#### Your goal:
Note how many lines of the data below hold the word "const", then give that number with no other text.

☆ ☆ ☆ ☆ ☆

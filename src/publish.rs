//! Bus publication: the shared MQTT client handle and the two-phase
//! pending/final analysis payloads.
//!
//! Both payloads for an event carry the same `event_id` and are published
//! QoS 1 with the retained flag, so a late-joining consumer always sees the
//! most recent state per event and can update pending rows in place.

use anyhow::{anyhow, Result};
use chrono::Utc;
use rumqttc::v5::mqttbytes::QoS;
use rumqttc::v5::Client;
use serde::{Deserialize, Serialize};
use std::sync::RwLock;

use crate::media::MediaPlan;
use crate::policy::EventContext;
use crate::{AlertAction, Decision, DetectionEvent, EventKind, RiskLevel, SubjectIdentity};

// -------------------- Bus Handle --------------------

/// Thread-shared handle over the current MQTT client. The intake thread owns
/// the connection and swaps the client on reconnect; workers publish through
/// whatever client is installed. Publishing while disconnected is an error
/// the pipeline logs and survives.
#[derive(Default)]
pub struct BusHandle {
    client: RwLock<Option<Client>>,
}

impl BusHandle {
    pub fn new() -> Self {
        Self::default()
    }

    pub fn set_client(&self, client: Client) {
        let mut guard = match self.client.write() {
            Ok(guard) => guard,
            Err(poisoned) => poisoned.into_inner(),
        };
        *guard = Some(client);
    }

    pub fn clear_client(&self) {
        let mut guard = match self.client.write() {
            Ok(guard) => guard,
            Err(poisoned) => poisoned.into_inner(),
        };
        *guard = None;
    }

    pub fn publish_raw(&self, topic: &str, payload: &[u8], retain: bool) -> Result<()> {
        let guard = match self.client.read() {
            Ok(guard) => guard,
            Err(poisoned) => poisoned.into_inner(),
        };
        let client = guard
            .as_ref()
            .ok_or_else(|| anyhow!("bus not connected"))?;
        client
            .publish(topic, QoS::AtLeastOnce, retain, payload.to_vec())
            .map_err(|e| anyhow!("bus publish to {} failed: {}", topic, e))?;
        Ok(())
    }

    pub fn publish_json<T: Serialize>(&self, topic: &str, value: &T, retain: bool) -> Result<()> {
        let payload = serde_json::to_vec(value)?;
        self.publish_raw(topic, &payload, retain)
    }

    /// Best-effort shutdown: retained offline marker, then a clean MQTT
    /// disconnect so the broker does not fire the Last Will.
    pub fn shutdown(&self, availability_topic: &str, offline_payload: &str) {
        if let Err(e) = self.publish_raw(availability_topic, offline_payload.as_bytes(), true) {
            log::debug!("offline publish skipped: {e:#}");
        }
        let guard = match self.client.read() {
            Ok(guard) => guard,
            Err(poisoned) => poisoned.into_inner(),
        };
        if let Some(client) = guard.as_ref() {
            if let Err(e) = client.disconnect() {
                log::debug!("bus disconnect failed: {e}");
            }
        }
    }
}

// -------------------- Analysis Payloads --------------------

/// The structured status payload consumed downstream. Emitted twice per
/// accepted event: once pending (before vision) and once final.
#[derive(Clone, Debug, Serialize, Deserialize, PartialEq)]
pub struct AnalysisPayload {
    pub camera: String,
    pub label: String,
    pub risk: RiskLevel,
    pub risk_score: u32,
    pub risk_confidence: f64,
    pub event_type: EventKind,
    pub action: AlertAction,
    pub analysis: String,
    pub tts: String,
    pub behavior: String,
    pub subject_identity: SubjectIdentity,
    pub subject_description: String,
    pub camera_zone: String,
    pub home_mode: String,
    pub time_of_day: String,
    pub media_snapshot: bool,
    pub media_clip: bool,
    pub clip_url: Option<String>,
    pub snapshot_path: String,
    pub timestamp: String,
    pub event_id: String,
}

impl AnalysisPayload {
    /// The preliminary payload, emitted right after intake accepts the event.
    pub fn pending(event: &DetectionEvent, camera_zone: &str) -> Self {
        Self {
            camera: event.camera.clone(),
            label: event.label.clone(),
            risk: RiskLevel::Low,
            risk_score: 0,
            risk_confidence: 0.0,
            event_type: EventKind::Other,
            action: AlertAction::NotifyOnly,
            analysis: format!(
                "Person detected on {} \u{2014} vision analysis pending.",
                event.camera
            ),
            tts: String::new(),
            behavior: String::new(),
            subject_identity: SubjectIdentity::Unknown,
            subject_description: String::new(),
            camera_zone: camera_zone.to_string(),
            home_mode: String::new(),
            time_of_day: String::new(),
            media_snapshot: false,
            media_clip: false,
            clip_url: None,
            snapshot_path: String::new(),
            timestamp: Utc::now().to_rfc3339(),
            event_id: event.event_id.clone(),
        }
    }

    /// The complete payload, emitted after scoring and confirmation.
    #[allow(clippy::too_many_arguments)]
    pub fn finalized(
        event: &DetectionEvent,
        decision: &Decision,
        context: &EventContext,
        media: &MediaPlan,
        analysis: String,
        tts: String,
        snapshot_path: String,
        clip_url: Option<String>,
    ) -> Self {
        Self {
            camera: event.camera.clone(),
            label: event.label.clone(),
            risk: decision.risk_level,
            risk_score: decision.risk_score,
            risk_confidence: decision.risk_confidence,
            event_type: decision.event_type,
            action: decision.action,
            analysis,
            tts,
            behavior: decision.behavior.clone(),
            subject_identity: decision.subject_identity,
            subject_description: decision.subject_description.clone(),
            camera_zone: context.camera_zone.clone(),
            home_mode: context.home_mode.as_str().to_string(),
            time_of_day: context.time_of_day.as_str().to_string(),
            media_snapshot: media.snapshot,
            media_clip: media.clip_seconds.is_some(),
            clip_url,
            snapshot_path,
            timestamp: Utc::now().to_rfc3339(),
            event_id: event.event_id.clone(),
        }
    }
}

/// QoS-1 retained publish of one payload on the analysis topic.
pub fn publish_analysis(bus: &BusHandle, topic: &str, payload: &AnalysisPayload) -> Result<()> {
    bus.publish_json(topic, payload, true)
}
//! Severity scorer: deterministic re-score of the model's risk judgment
//! against local context.
//!
//! The model's level sets the baseline (low=1, medium=3, high=5, critical=7)
//! so its judgment is preserved; the weighted rules below move the score up
//! or down from there. Scoring is pure: the same decision and context always
//! produce the same result.

use crate::policy::EventContext;
use crate::{AlertAction, Decision, EventKind, HomeMode, RiskLevel, TimeOfDay};

/// Zone tags that put a camera on the approach to the house.
const SENSITIVE_ZONE_TOKENS: &[&str] = &["entry", "garage", "terrace", "door"];

/// Suspicious behavior keyword groups with their weights. The whole bucket
/// is capped at +3 regardless of how many groups match.
const SUSPICIOUS_BEHAVIOR: &[(&[&str], i32)] = &[
    (&["loiter", "linger"], 2),
    (&["conceal", "mask", "hood", "covered face"], 2),
    (&["tool", "crowbar", "pry", "screwdriver"], 3),
    (&["forc", "break in", "smash", "kick"], 3),
    (&["climb", "scal", "vault", "over the fence"], 3),
];
const SUSPICIOUS_BUCKET_CAP: i32 = 3;

/// Behaviors that on their own argue the scene is routine.
const CALM_BEHAVIOR: &[&str] = &["walking", "standing", "passing"];

/// Re-score the model's decision against context. Returns a new decision
/// with the final score, band, and action.
pub fn score_decision(ai: &Decision, context: &EventContext) -> Decision {
    let baseline = ai.risk_level.baseline_score() as i32;
    let mut adjustments: Vec<(&'static str, i32)> = Vec::new();

    if ai.event_type == EventKind::UnknownPerson {
        adjustments.push(("unknown_person", 2));
    }
    match context.time_of_day {
        TimeOfDay::Day => {}
        TimeOfDay::Evening => adjustments.push(("evening", 1)),
        TimeOfDay::Night => adjustments.push(("night", 2)),
    }
    if is_sensitive_zone(&context.camera_zone) {
        adjustments.push(("sensitive_zone", 1));
    }
    match context.home_mode {
        HomeMode::Away => adjustments.push(("away", 3)),
        HomeMode::Sleep => adjustments.push(("sleep", 2)),
        HomeMode::Home | HomeMode::Guest => {}
    }

    let behavior = ai.behavior.to_lowercase();
    let suspicious = suspicious_behavior_bonus(&behavior);
    if suspicious > 0 {
        adjustments.push(("suspicious_behavior", suspicious));
    }
    if context.known_faces_present {
        adjustments.push(("known_faces", -4));
    }
    if ai.event_type == EventKind::Delivery {
        adjustments.push(("delivery", -2));
    }
    if suspicious == 0 && CALM_BEHAVIOR.iter().any(|kw| behavior.contains(kw)) {
        adjustments.push(("calm_behavior", -1));
    }

    let total: i32 = adjustments.iter().map(|(_, delta)| delta).sum();
    let score = (baseline + total).max(0) as u32;
    let level = RiskLevel::band(score);

    log::debug!(
        "scored baseline={} adjustments={:?} final={} band={}",
        baseline,
        adjustments,
        score,
        level
    );

    let mut action = AlertAction::for_band(level);
    if level >= RiskLevel::Medium && ai.action > action {
        action = ai.action;
    }

    let mut scored = ai.clone();
    scored.risk_score = score;
    scored.risk_level = level;
    scored.action = action;
    if scored.enforce_band() {
        log::warn!("risk band coerced to match score {}", scored.risk_score);
    }
    scored
}

fn is_sensitive_zone(zone: &str) -> bool {
    let zone = zone.to_lowercase();
    SENSITIVE_ZONE_TOKENS.iter().any(|token| zone.contains(token))
}

fn suspicious_behavior_bonus(behavior: &str) -> i32 {
    let mut bonus = 0;
    for (keywords, weight) in SUSPICIOUS_BEHAVIOR {
        if keywords.iter().any(|kw| behavior.contains(kw)) {
            bonus += weight;
        }
    }
    bonus.min(SUSPICIOUS_BUCKET_CAP)
}

#[cfg(test)]
mod tests {
    use super::*;
    use crate::SubjectIdentity;

    fn ai_decision(level: RiskLevel, event_type: EventKind, behavior: &str) -> Decision {
        Decision {
            risk_level: level,
            risk_score: level.baseline_score(),
            risk_confidence: 0.8,
            risk_reason: "model call".to_string(),
            event_type,
            action: AlertAction::for_band(level),
            subject_identity: SubjectIdentity::Unknown,
            subject_description: String::new(),
            behavior: behavior.to_string(),
        }
    }

    fn context(
        time_of_day: TimeOfDay,
        home_mode: HomeMode,
        zone: &str,
        known_faces: bool,
    ) -> EventContext {
        EventContext {
            time_of_day,
            home_mode,
            known_faces_present: known_faces,
            camera_zone: zone.to_string(),
            camera_notes: String::new(),
            recent_events: 0,
        }
    }

    #[test]
    fn known_delivery_at_midday_stays_low() {
        // baseline 1 + zone 1 - delivery 2 = 0
        let ai = ai_decision(RiskLevel::Low, EventKind::Delivery, "leaving a package");
        let ctx = context(TimeOfDay::Day, HomeMode::Home, "entry", false);
        let scored = score_decision(&ai, &ctx);
        assert_eq!(scored.risk_score, 0);
        assert_eq!(scored.risk_level, RiskLevel::Low);
        assert_eq!(scored.action, AlertAction::NotifyOnly);
    }

    #[test]
    fn night_prowler_while_away_escalates_to_critical() {
        // baseline 3 + unknown 2 + night 2 + zone 1 + away 3 + concealment 2 = 13
        let ai = ai_decision(
            RiskLevel::Medium,
            EventKind::UnknownPerson,
            "approaching door, hood up, looking around",
        );
        let ctx = context(TimeOfDay::Night, HomeMode::Away, "terrace", false);
        let scored = score_decision(&ai, &ctx);
        assert_eq!(scored.risk_score, 13);
        assert_eq!(scored.risk_level, RiskLevel::Critical);
        assert_eq!(scored.action, AlertAction::NotifyAndAlarm);
    }

    #[test]
    fn known_faces_reduce_score_by_four() {
        let ai = ai_decision(RiskLevel::High, EventKind::UnknownPerson, "at the door");
        let without = score_decision(&ai, &context(TimeOfDay::Day, HomeMode::Home, "yard", false));
        let with = score_decision(&ai, &context(TimeOfDay::Day, HomeMode::Home, "yard", true));
        assert_eq!(without.risk_score - with.risk_score, 4);
    }

    #[test]
    fn suspicious_bucket_is_capped() {
        // loiter(2) + hood(2) + crowbar(3) would be 7 uncapped
        let ai = ai_decision(
            RiskLevel::Low,
            EventKind::Other,
            "loitering with hood up holding a crowbar",
        );
        let ctx = context(TimeOfDay::Day, HomeMode::Home, "yard", false);
        let scored = score_decision(&ai, &ctx);
        // baseline 1 + capped bucket 3 = 4
        assert_eq!(scored.risk_score, 4);
    }

    #[test]
    fn calm_behavior_alone_subtracts_one() {
        let ai = ai_decision(RiskLevel::Low, EventKind::Other, "walking along the sidewalk");
        let ctx = context(TimeOfDay::Day, HomeMode::Home, "street", false);
        assert_eq!(score_decision(&ai, &ctx).risk_score, 0);

        // The discount does not apply next to a suspicious keyword.
        let ai = ai_decision(RiskLevel::Low, EventKind::Other, "walking then loitering");
        assert_eq!(score_decision(&ai, &ctx).risk_score, 3);
    }

    #[test]
    fn score_never_goes_negative() {
        let ai = ai_decision(RiskLevel::Low, EventKind::Delivery, "walking up");
        let ctx = context(TimeOfDay::Day, HomeMode::Home, "street", true);
        let scored = score_decision(&ai, &ctx);
        assert_eq!(scored.risk_score, 0);
        assert_eq!(scored.risk_level, RiskLevel::Low);
    }

    #[test]
    fn scoring_is_deterministic() {
        let ai = ai_decision(RiskLevel::Medium, EventKind::UnknownPerson, "lingering");
        let ctx = context(TimeOfDay::Evening, HomeMode::Sleep, "garage", false);
        assert_eq!(score_decision(&ai, &ctx), score_decision(&ai, &ctx));
    }

    #[test]
    fn stronger_model_action_is_kept_above_low() {
        let mut ai = ai_decision(RiskLevel::Medium, EventKind::UnknownPerson, "at the gate");
        ai.action = AlertAction::NotifyAndSpeaker;
        let ctx = context(TimeOfDay::Day, HomeMode::Home, "street", false);
        let scored = score_decision(&ai, &ctx);
        // baseline 3 + unknown 2 = 5 -> high; band default would be light
        assert_eq!(scored.risk_level, RiskLevel::High);
        assert_eq!(scored.action, AlertAction::NotifyAndSpeaker);
    }

    #[test]
    fn low_band_always_notifies_only() {
        let mut ai = ai_decision(RiskLevel::Low, EventKind::KnownPerson, "waving");
        ai.action = AlertAction::NotifyAndAlarm;
        let ctx = context(TimeOfDay::Day, HomeMode::Home, "street", true);
        let scored = score_decision(&ai, &ctx);
        assert_eq!(scored.risk_level, RiskLevel::Low);
        assert_eq!(scored.action, AlertAction::NotifyOnly);
    }
}
//! Media decision table: what stills, clips, and monitoring each risk band
//! gets.

use serde::{Deserialize, Serialize};

use crate::RiskLevel;

/// Media requirements for one event.
#[derive(Clone, Copy, Debug, Serialize, Deserialize, PartialEq, Eq)]
pub struct MediaPlan {
    pub snapshot: bool,
    /// Requested clip retention length; `None` means no clip.
    pub clip_seconds: Option<u32>,
    /// Flag downstream consumers use to keep watching the camera.
    pub monitoring: bool,
}

impl MediaPlan {
    pub fn for_level(level: RiskLevel) -> Self {
        match level {
            RiskLevel::Low => Self {
                snapshot: true,
                clip_seconds: None,
                monitoring: false,
            },
            RiskLevel::Medium => Self {
                snapshot: true,
                clip_seconds: Some(15),
                monitoring: false,
            },
            RiskLevel::High => Self {
                snapshot: true,
                clip_seconds: Some(30),
                monitoring: true,
            },
            RiskLevel::Critical => Self {
                snapshot: true,
                clip_seconds: Some(60),
                monitoring: true,
            },
        }
    }
}

#[cfg(test)]
mod tests {
    use super::*;

    #[test]
    fn clip_lengths_follow_the_band() {
        assert_eq!(MediaPlan::for_level(RiskLevel::Low).clip_seconds, None);
        assert_eq!(MediaPlan::for_level(RiskLevel::Medium).clip_seconds, Some(15));
        assert_eq!(MediaPlan::for_level(RiskLevel::High).clip_seconds, Some(30));
        assert_eq!(MediaPlan::for_level(RiskLevel::Critical).clip_seconds, Some(60));
    }

    #[test]
    fn monitoring_starts_at_high() {
        assert!(!MediaPlan::for_level(RiskLevel::Low).monitoring);
        assert!(!MediaPlan::for_level(RiskLevel::Medium).monitoring);
        assert!(MediaPlan::for_level(RiskLevel::High).monitoring);
        assert!(MediaPlan::for_level(RiskLevel::Critical).monitoring);
    }

    #[test]
    fn every_band_keeps_the_snapshot() {
        for level in [
            RiskLevel::Low,
            RiskLevel::Medium,
            RiskLevel::High,
            RiskLevel::Critical,
        ] {
            assert!(MediaPlan::for_level(level).snapshot);
        }
    }
}
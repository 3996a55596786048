pub mod api;
pub mod blockchain;
pub mod config;
pub mod models;
pub mod normalize;
pub mod service;
pub mod state;
pub mod validation;

#[cfg(test)]
pub mod tests;

// Re-export specific items for convenience
pub use api::error::ApiError;
pub use api::response::ApiResponse;
pub use api::route::create_router;
pub use blockchain::{start_epoch_polling, ClientError, MainClient, ScanClient};
pub use validation::{classify_query, SearchTarget};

☆ ☆ ☆ ☆ ☆

#### Answer box:
4